### Problem to solve:
Read through the records below and copy each line that uses the word "impl".

════════════════

// src/cad/tokenize.rs
use scraper::{Html, Node};

/// Elements whose text never renders.
const HIDDEN_ELEMENTS: &[&str] = &["script", "style", "noscript", "template"];

/// Flatten an HTML document into its visible text lines, in document order.
///
/// Every text node is split on line breaks; each piece is trimmed and empty
/// pieces are dropped. Parsing is permissive, so broken markup just yields
/// fewer (possibly zero) lines.
pub fn text_lines(html: &str) -> Vec<String> {
    let doc = Html::parse_document(html);
    let mut out = Vec::new();

    for node in doc.tree.root().descendants() {
        let Node::Text(text) = node.value() else {
            continue;
        };
        let hidden = node.ancestors().any(|a| match a.value() {
            Node::Element(el) => HIDDEN_ELEMENTS.contains(&el.name()),
            _ => false,
        });
        if hidden {
            continue;
        }
        for line in text.lines() {
            let t = line.trim();
            if !t.is_empty() {
                out.push(t.to_string());
            }
        }
    }

    out
}
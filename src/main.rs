//! WebCAD → MQTT bridge — binary entrypoint.
//! Loads configuration, wires the HTTP fetcher and MQTT publisher, and polls forever.

use anyhow::Context;
use metrics_exporter_prometheus::PrometheusBuilder;
use tracing_subscriber::{fmt, prelude::*, EnvFilter};

use webcad_mqtt::cad::fetch::HttpFetcher;
use webcad_mqtt::publish::mqtt::MqttPublisher;
use webcad_mqtt::{scheduler, AppConfig};

/// `RUST_LOG` controls verbosity (default `info`); `LOG_FORMAT=json` switches
/// to one JSON object per line.
fn init_tracing() {
    let filter = EnvFilter::try_from_default_env().unwrap_or_else(|_| EnvFilter::new("info"));
    let json = std::env::var("LOG_FORMAT")
        .ok()
        .is_some_and(|v| v.eq_ignore_ascii_case("json"));

    if json {
        tracing_subscriber::registry()
            .with(filter)
            .with(fmt::layer().json())
            .init();
    } else {
        tracing_subscriber::registry()
            .with(filter)
            .with(fmt::layer().compact())
            .init();
    }
}

#[tokio::main]
async fn main() -> anyhow::Result<()> {
    // Load .env if present; no-op otherwise.
    let _ = dotenvy::dotenv();
    init_tracing();

    let cfg = AppConfig::from_env().context("loading configuration")?;

    if let Some(addr) = cfg.metrics_addr {
        PrometheusBuilder::new()
            .with_http_listener(addr)
            .install()
            .context("installing prometheus exporter")?;
        tracing::info!(%addr, "metrics exporter listening");
    }

    let fetcher = HttpFetcher::new(cfg.http_timeout)?;

    if cfg.run_once {
        let payload = scheduler::dry_run(&fetcher, &cfg).await?;
        println!("{}", serde_json::to_string_pretty(&payload)?);
        return Ok(());
    }

    let publisher = MqttPublisher::from_config(&cfg.mqtt);
    scheduler::run_forever(&fetcher, &publisher, &cfg).await;
    Ok(())
}
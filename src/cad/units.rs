// src/cad/units.rs
use metrics::counter;

use crate::cad::tokenize::text_lines;
use crate::cad::types::PageFetcher;

/// Unit ids reported on/at scene, in first-seen order without repeats.
///
/// Comment lines look like `11-29-2025 00:40:31 ENG45> On Scene`; the unit is
/// the last word before the first `>`.
pub fn units_from_lines<S: AsRef<str>>(lines: &[S]) -> Vec<String> {
    let mut units: Vec<String> = Vec::new();
    for line in lines {
        let line = line.as_ref().trim();
        if !line.to_lowercase().contains("scene") {
            continue;
        }
        let Some((before, _status)) = line.split_once('>') else {
            continue;
        };
        let Some(unit) = before.split_whitespace().last() else {
            continue;
        };
        if !units.iter().any(|u| u == unit) {
            units.push(unit.to_string());
        }
    }
    units
}

/// Fetch a comments page and pull the on-scene units from it.
/// An empty URL or a failed fetch yields no units.
pub async fn units_on_scene(fetcher: &dyn PageFetcher, comments_url: &str) -> Vec<String> {
    if comments_url.is_empty() {
        return Vec::new();
    }

    let html = match fetcher.fetch(comments_url).await {
        Ok(body) => body,
        Err(e) => {
            tracing::warn!(error = ?e, url = %comments_url, fetcher = fetcher.name(), "comments fetch failed");
            counter!("cad_fetch_errors_total", "page" => "comments").increment(1);
            return Vec::new();
        }
    };

    let lines = text_lines(&html);
    crate::cad::log_head("comments", comments_url, &lines, 20);
    units_from_lines(&lines)
}

#[cfg(test)]
mod tests {
    use super::*;

    #[test]
    fn dedup_keeps_first_seen_order() {
        let lines = ["ENG45> On Scene", "ENG45> On Scene", "TWR1> At Scene"];
        assert_eq!(units_from_lines(&lines), vec!["ENG45", "TWR1"]);
    }

    #[test]
    fn timestamp_prefix_and_case() {
        let lines = [
            "11-29-2025 00:40:31 ENG45> ON SCENE",
            "11-29-2025 00:41:02 AMB5391> Enroute",
            "11-29-2025 00:44:10 MED93> at scene > transporting",
        ];
        assert_eq!(units_from_lines(&lines), vec!["ENG45", "MED93"]);
    }

    #[test]
    fn lines_without_separator_or_unit_are_skipped() {
        let lines = ["Scene secured", "> On Scene", "   "];
        assert!(units_from_lines(&lines).is_empty());
    }
}
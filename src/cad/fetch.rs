// src/cad/fetch.rs
use anyhow::{anyhow, Context, Result};
use async_trait::async_trait;
use reqwest::Client;
use std::collections::HashMap;
use std::sync::Mutex;
use std::time::Duration;

use crate::cad::types::PageFetcher;

pub const USER_AGENT: &str = "Mozilla/5.0 (compatible; ha-chescofire/1.0)";

/// Plain HTTP GET with a per-request timeout. Non-2xx responses are errors.
#[derive(Clone)]
pub struct HttpFetcher {
    client: Client,
}

impl HttpFetcher {
    pub fn new(timeout: Duration) -> Result<Self> {
        let client = Client::builder()
            .user_agent(USER_AGENT)
            .timeout(timeout)
            .build()
            .context("building http client")?;
        Ok(Self { client })
    }
}

#[async_trait]
impl PageFetcher for HttpFetcher {
    async fn fetch(&self, url: &str) -> Result<String> {
        let resp = self
            .client
            .get(url)
            .send()
            .await
            .with_context(|| format!("GET {url}"))?;
        let resp = resp
            .error_for_status()
            .with_context(|| format!("GET {url}"))?;
        resp.text()
            .await
            .with_context(|| format!("reading body of {url}"))
    }

    fn name(&self) -> &'static str {
        "http"
    }
}

/// In-memory pages keyed by URL; unknown URLs fail like a 404.
/// Records every requested URL so tests can assert on fetch order.
#[derive(Default)]
pub struct FixtureFetcher {
    pages: HashMap<String, String>,
    requests: Mutex<Vec<String>>,
}

impl FixtureFetcher {
    pub fn new() -> Self {
        Self::default()
    }

    pub fn with_page(mut self, url: &str, body: &str) -> Self {
        self.pages.insert(url.to_string(), body.to_string());
        self
    }

    pub fn requests(&self) -> Vec<String> {
        self.requests
            .lock()
            .map(|r| r.clone())
            .unwrap_or_default()
    }
}

#[async_trait]
impl PageFetcher for FixtureFetcher {
    async fn fetch(&self, url: &str) -> Result<String> {
        if let Ok(mut r) = self.requests.lock() {
            r.push(url.to_string());
        }
        self.pages
            .get(url)
            .cloned()
            .ok_or_else(|| anyhow!("no fixture page for {url}"))
    }

    fn name(&self) -> &'static str {
        "fixture"
    }
}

════════════════

### Finished exercise:
impl HttpFetcher {
impl PageFetcher for HttpFetcher {
impl FixtureFetcher {
impl PageFetcher for FixtureFetcher {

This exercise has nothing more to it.